The biplane - a 1929 American Moth Corporation De Havilland 60GMW that featured in the Oscar-winning film Out of Africa - is on its way back there having sold to Kenya for £171,264, a new world record for the type. Bonhams’ second visit to the historic automotive venue, home of 48 Paris Motor Shows between 1901 and 1961, realised just short of £11 million from 86 cars out of 125 selling for a 69% sale rate, plus 84 motorcycles and more than 100 lots of automobilia.
Top cars were a 1929 Bentley 6½-litre Speed Six Tourer, a veteran of the Around the World in 80 Days motoring marathon in 2000 and still in rally trim that beat its pre-sale estimate to realise £704,628, a slightly tired 1963 Aston Martin DB4 Vantage convertible with hardtop that more than doubled its estimate at £685,000, and the 1938 Bugatti Type 57C Coupé formerly owned by Ettore himself sold for £587,000. But bidding on the Type 54, a 4.9-litre Grand Prix monster that’s appeared at the Goodwood Festival of Speed, stalled about £1/2m short of the £2.5m-plus needed to buy it.

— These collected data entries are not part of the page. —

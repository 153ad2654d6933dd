use std::collections::HashMap;
use std::path::Path;

use pyo3::exceptions::{PyIOError, PyValueError};
use pyo3::prelude::*;

use crate::config::default_roots;
use crate::error::CorpusError;
use crate::filter::NoiseFilter;
use crate::generator::registry;
use crate::morph::SeedType;
use crate::seeds::SeedRepository;

fn to_py_err(e: CorpusError) -> PyErr {
    match e {
        CorpusError::Parse(msg) | CorpusError::Config(msg) => PyValueError::new_err(msg),
        other => PyIOError::new_err(other.to_string()),
    }
}

/// Generate the synthetic seeds for the built-in roots
/// Returns: list of (term, lemma, lang, type, pos)
#[pyfunction]
fn generate_seeds() -> PyResult<Vec<(String, String, String, String, String)>> {
    let seeds = SeedRepository::generate(&registry(), &default_roots());
    Ok(SeedRepository::merge(seeds, Vec::new())
        .into_iter()
        .map(|s| {
            (
                s.term,
                s.lemma,
                s.lang.to_string(),
                s.seed_type.to_string(),
                s.pos.to_string(),
            )
        })
        .collect())
}

/// True when a sentence reads as English rather than the target language
#[pyfunction]
fn is_off_target(sentence: String) -> PyResult<bool> {
    Ok(NoiseFilter::default().is_off_target(&sentence))
}

/// Clean a mined JSONL file, reading and writing entirely in Rust
/// Returns: {kept, dropped_off_target, dropped_false_positive, malformed}
#[pyfunction]
fn clean_file(input_path: String, output_path: String) -> PyResult<HashMap<String, usize>> {
    let report = NoiseFilter::default()
        .clean_file(Path::new(&input_path), Path::new(&output_path))
        .map_err(to_py_err)?;
    Ok(HashMap::from([
        ("kept".to_string(), report.kept),
        ("dropped_off_target".to_string(), report.dropped_off_target),
        ("dropped_false_positive".to_string(), report.dropped_false_positive),
        ("malformed".to_string(), report.malformed),
    ]))
}

/// Integration level and spelling class of a type tag
/// Returns: (level, spelling), both None for attested tags
#[pyfunction]
fn classify_type(tag: String) -> PyResult<(Option<String>, Option<String>)> {
    let seed_type = SeedType::try_from(tag).map_err(to_py_err)?;
    Ok((
        seed_type.integration_level().map(|l| l.to_string()),
        seed_type.spelling().map(|s| s.to_string()),
    ))
}

#[pymodule]
fn loanword_corpus(m: &Bound<'_, PyModule>) -> PyResult<()> {
    m.add_function(wrap_pyfunction!(generate_seeds, m)?)?;
    m.add_function(wrap_pyfunction!(is_off_target, m)?)?;
    m.add_function(wrap_pyfunction!(clean_file, m)?)?;
    m.add_function(wrap_pyfunction!(classify_type, m)?)?;
    Ok(())
}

There was better news on the Porsche 906, as the 1966 sports racer sold for £460,000, and a 1938 Mercedes-Benz 540K with cabriolet coachwork by Vanden Plas was £572,510. A De Tomaso Mangusta, one of two offered, reached £78,089 while a rare Trident Clipper sold for £41,103. Bonhams also fielded a Citroen DS Decapotable by Chapron, which sold for £137,990.
The collection of former architect Charles H Brown realised over £1 million, with the top-selling lot a 1931 Bentley 8-litre Sports tourer at £411,000 and a 1977 Stutz Blakchawk £21,530. A 1928 Rolls-Royce ‘Playboy Roadster’ that was formerly in the collection of property developer Jerry J Moore realised £244,633, and a Ferrari 246GT once the property of Belgian Ferrari importer Jacques Swaters of Garage Francorchamps, fetched a strong £210,410. Nestling among the restoration projects but still looking a little lost within the massive space, a nicely restored 1931 Citroen Kegresse half-track with trailer attracted much interest but could not reach its £140,000 lower estimate.
For the first time, Bonhams added a Decorative Arts auction before the automobilia and motorcycles, adding up to a marathon 11-hour sale by the time the last car, a 1962 Jaguar E-type coupe, was hammered sold for £26,424.
Philip Kantor, Head of the Mainland European Motoring department, said: ‘We are delighted to have returned to the Grand Palais, the spiritual home of not only motor cars but also aeroplanes in the centre of Paris.’